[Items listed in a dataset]
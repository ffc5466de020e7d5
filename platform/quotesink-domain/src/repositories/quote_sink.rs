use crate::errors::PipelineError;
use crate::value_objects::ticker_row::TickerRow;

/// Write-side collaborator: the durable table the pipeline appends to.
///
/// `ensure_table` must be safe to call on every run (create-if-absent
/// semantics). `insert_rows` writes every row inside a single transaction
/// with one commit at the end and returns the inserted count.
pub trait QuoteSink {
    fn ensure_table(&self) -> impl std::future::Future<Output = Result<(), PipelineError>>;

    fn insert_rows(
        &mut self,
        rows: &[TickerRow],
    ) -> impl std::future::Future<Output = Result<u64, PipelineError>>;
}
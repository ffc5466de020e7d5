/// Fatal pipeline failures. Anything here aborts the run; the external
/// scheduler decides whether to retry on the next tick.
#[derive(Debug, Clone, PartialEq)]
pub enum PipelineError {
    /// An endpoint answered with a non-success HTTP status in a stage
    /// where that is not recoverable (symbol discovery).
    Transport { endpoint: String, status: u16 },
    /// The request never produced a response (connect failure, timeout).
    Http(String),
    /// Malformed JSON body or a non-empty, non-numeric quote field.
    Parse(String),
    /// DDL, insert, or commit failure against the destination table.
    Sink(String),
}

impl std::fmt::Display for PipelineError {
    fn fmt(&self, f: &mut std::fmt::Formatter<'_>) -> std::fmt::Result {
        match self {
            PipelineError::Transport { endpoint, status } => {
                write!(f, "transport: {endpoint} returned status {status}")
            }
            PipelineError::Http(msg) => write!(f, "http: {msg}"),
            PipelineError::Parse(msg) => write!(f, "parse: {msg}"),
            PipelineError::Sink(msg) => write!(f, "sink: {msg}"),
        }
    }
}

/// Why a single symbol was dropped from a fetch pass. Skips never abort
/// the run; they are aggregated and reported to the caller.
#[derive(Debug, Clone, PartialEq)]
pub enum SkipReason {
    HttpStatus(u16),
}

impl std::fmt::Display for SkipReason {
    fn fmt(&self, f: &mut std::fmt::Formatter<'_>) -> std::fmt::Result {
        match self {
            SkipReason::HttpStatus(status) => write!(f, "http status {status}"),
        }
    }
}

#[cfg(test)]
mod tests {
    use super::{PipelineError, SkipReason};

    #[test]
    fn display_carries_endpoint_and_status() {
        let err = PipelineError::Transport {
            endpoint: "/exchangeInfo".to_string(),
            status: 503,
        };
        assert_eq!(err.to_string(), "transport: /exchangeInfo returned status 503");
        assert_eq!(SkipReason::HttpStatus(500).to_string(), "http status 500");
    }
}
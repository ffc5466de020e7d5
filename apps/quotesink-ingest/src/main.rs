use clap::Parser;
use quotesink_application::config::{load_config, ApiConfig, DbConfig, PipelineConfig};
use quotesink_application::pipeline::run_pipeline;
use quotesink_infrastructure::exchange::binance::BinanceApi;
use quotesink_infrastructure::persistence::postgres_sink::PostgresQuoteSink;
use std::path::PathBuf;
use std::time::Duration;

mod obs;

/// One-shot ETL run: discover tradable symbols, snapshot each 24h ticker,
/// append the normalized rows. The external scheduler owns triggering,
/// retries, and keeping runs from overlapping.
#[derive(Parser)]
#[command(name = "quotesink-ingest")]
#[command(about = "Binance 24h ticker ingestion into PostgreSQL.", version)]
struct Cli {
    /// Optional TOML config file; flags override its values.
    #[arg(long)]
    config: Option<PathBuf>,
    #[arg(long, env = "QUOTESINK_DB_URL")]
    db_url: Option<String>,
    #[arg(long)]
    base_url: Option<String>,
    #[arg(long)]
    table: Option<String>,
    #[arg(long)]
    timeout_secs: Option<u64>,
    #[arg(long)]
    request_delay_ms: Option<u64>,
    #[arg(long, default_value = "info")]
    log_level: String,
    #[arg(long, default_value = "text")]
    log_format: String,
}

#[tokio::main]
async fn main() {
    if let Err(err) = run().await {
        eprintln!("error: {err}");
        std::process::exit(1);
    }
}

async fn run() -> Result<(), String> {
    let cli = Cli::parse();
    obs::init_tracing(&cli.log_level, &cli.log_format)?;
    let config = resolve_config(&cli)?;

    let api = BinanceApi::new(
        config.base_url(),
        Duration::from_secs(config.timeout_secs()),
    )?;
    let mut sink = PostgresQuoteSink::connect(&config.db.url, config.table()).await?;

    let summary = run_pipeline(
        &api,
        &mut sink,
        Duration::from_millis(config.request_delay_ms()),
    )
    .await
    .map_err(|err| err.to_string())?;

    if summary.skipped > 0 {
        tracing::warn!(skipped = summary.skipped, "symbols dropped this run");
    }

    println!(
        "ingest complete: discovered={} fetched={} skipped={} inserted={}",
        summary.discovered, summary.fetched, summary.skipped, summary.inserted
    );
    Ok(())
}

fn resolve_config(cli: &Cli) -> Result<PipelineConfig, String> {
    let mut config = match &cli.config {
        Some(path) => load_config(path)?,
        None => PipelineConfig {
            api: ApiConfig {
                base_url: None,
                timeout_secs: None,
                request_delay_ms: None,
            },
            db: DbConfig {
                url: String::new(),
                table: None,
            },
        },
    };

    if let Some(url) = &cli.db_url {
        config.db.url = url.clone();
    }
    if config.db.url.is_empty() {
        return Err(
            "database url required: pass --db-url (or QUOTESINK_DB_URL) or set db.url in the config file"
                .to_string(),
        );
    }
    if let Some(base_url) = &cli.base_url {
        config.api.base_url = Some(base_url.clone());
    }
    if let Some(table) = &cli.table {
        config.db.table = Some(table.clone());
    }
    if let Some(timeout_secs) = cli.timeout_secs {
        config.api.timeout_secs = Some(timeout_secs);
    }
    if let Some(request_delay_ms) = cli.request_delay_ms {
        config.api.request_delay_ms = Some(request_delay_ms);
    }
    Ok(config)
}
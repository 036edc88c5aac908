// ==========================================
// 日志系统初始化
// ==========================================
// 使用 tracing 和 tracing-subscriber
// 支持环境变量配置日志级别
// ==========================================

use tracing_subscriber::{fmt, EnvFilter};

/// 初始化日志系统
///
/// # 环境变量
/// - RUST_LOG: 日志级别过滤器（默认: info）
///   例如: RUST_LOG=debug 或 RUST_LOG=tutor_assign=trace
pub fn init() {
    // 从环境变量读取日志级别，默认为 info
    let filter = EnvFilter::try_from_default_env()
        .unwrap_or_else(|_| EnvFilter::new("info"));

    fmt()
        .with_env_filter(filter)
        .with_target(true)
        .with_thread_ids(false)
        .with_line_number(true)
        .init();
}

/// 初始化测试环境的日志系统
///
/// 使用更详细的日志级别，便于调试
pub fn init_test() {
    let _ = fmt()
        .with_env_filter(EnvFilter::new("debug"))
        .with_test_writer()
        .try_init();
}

> [WHAT THE EXERCISE ASKS] Which lines above include "Some"? Show each of them by copying it.

> [EXERCISE SOLUTION]
        Some(path) => load_config(path)?,
    if let Some(url) = &cli.db_url {
    if let Some(base_url) = &cli.base_url {
        config.api.base_url = Some(base_url.clone());
    if let Some(table) = &cli.table {
        config.db.table = Some(table.clone());
    if let Some(timeout_secs) = cli.timeout_secs {
        config.api.timeout_secs = Some(timeout_secs);
    if let Some(request_delay_ms) = cli.request_delay_ms {
        config.api.request_delay_ms = Some(request_delay_ms);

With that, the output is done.